There are no directions with the pattern, but this one is pretty easy to figure out. I serged the portion of the cowl that acts as the facing, but you could leave it unfinished as long as your fabric doesn’t run. For the back neck and armscye edges, I used a very narrow binding in self fabric.

The finished top doesn’t slip around on my shoulders, or splay open to show bra straps like some knit tops do, so I’m very pleased. I’ll be making it in the special fabric, but right now I’m a little frustrated with knits and am having a bit of a time out.  The very cute “Martina” crossover top in the last Ottobre Woman just barely missed the wearable mark. I want to make it again, with alterations, but knowing myself it is a good time to walk away from the knits for a little bit.

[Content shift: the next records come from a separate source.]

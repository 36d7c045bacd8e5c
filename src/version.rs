//! Compatibility rules between a device's advertised protocol version and the
//! version this consumer understands.

use thiserror::Error;

use crate::reports::{
    input_capability_report::InputCapabilityReport, UNIFIED_SPEC_VERSION_MAJOR,
    UNIFIED_SPEC_VERSION_MINOR,
};

/// Possible errors when checking version compatibility
#[derive(Error, Debug, Clone, Copy, PartialEq, Eq)]
pub enum VersionError {
    /// Major version bumps signal breaking layout changes; a consumer cannot
    /// safely interpret a capability report from a different major version.
    #[error("device major version v{device} is not compatible with this implementation (v{supported})")]
    VersionIncompatible { device: u8, supported: u8 },
}

/// Outcome of a successful compatibility check.
#[derive(Debug, Clone, Copy, PartialEq, Eq)]
pub enum Compatibility {
    /// The device's minor version is at or below ours; every capability it
    /// advertises can be understood.
    Full,
    /// The device's minor version is newer than ours. The capability report
    /// stays usable as-is, but it may contain capabilities this
    /// implementation does not recognize. Those are retained in the table
    /// and in decoded frames for passthrough but are skipped when presenting
    /// values to application logic.
    NewerMinor,
}

/// [VersionPolicy] holds the protocol version a consumer understands and
/// decides whether a device's capability report can be interpreted.
#[derive(Debug, Clone, Copy, PartialEq, Eq)]
pub struct VersionPolicy {
    supported_major: u8,
    supported_minor: u8,
}

impl Default for VersionPolicy {
    fn default() -> Self {
        Self {
            supported_major: UNIFIED_SPEC_VERSION_MAJOR,
            supported_minor: UNIFIED_SPEC_VERSION_MINOR,
        }
    }
}

impl VersionPolicy {
    /// A policy for a consumer that understands the given version instead of
    /// the crate's own supported version.
    pub fn new(supported_major: u8, supported_minor: u8) -> Self {
        Self {
            supported_major,
            supported_minor,
        }
    }

    pub fn supported_version(&self) -> (u8, u8) {
        (self.supported_major, self.supported_minor)
    }

    /// Check whether a capability report from the given device version can be
    /// interpreted under this policy.
    pub fn check(&self, table: &InputCapabilityReport) -> Result<Compatibility, VersionError> {
        let (major, minor) = table.version();
        if major != self.supported_major {
            return Err(VersionError::VersionIncompatible {
                device: major,
                supported: self.supported_major,
            });
        }
        if minor > self.supported_minor {
            return Ok(Compatibility::NewerMinor);
        }
        Ok(Compatibility::Full)
    }
}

So I made up a CLD pattern that has been waiting patiently – The Blouse Perfected – and even though it says it’s a blouse, for my purposes it is Shirt #5. There are several views in the envelope – the one here, with no cuff and cute little side vents at the hem, a full-on shirt with cuff and sleeve plackets and shirt tails, optional vertical darts (with special instructions on placing your darts), and an artsy draped-front style for you adventuresome types. I started with the quickest version just to get an idea of the fit. The shirts are loose-fitting. If you want more shape, add the darts. But if you’re looking for a very fitted shirt, this is not your pattern. Other features: cut on facings. Separate R and L fronts allow for a clever and very neat front band treatment. Collar and stand.

Alterations – as drafted, this shirt actually tapers at the hem – the hip is smaller than the bust. Yes, I was glad I read the finished garment measurements before cutting!! No way can I handle that kind of shape. I altered so that the sides fall straight down, and made the 1/2 inch forward shoulder adjustment I now do on all of the CLD patterns. Did not alter the length and I like where it happened to fall. The result is very nice casual shirt. No surprise there, that’s exactly what I expect and always get from Cutting Line Designs.

Fabric: all cotton shirting in a fine black & white stripe – so it looks gray in the photo.

For those of you who can wear fitted capri pants, this version with the straight hem would be a cute pairing. Another thing I noticed, when trying this one on before the sleeves were added, is that it looks great sleeveless with that somewhat extended shoulder. There is definately one of those coming up in the future. And I will be trying the vertical darts, too.

BTW, this shirt is the first one that I used Pam Erny’s Shirt-Crisp interfacing on. Yes, it is juuuuust right for shirts! Thank you, Pam!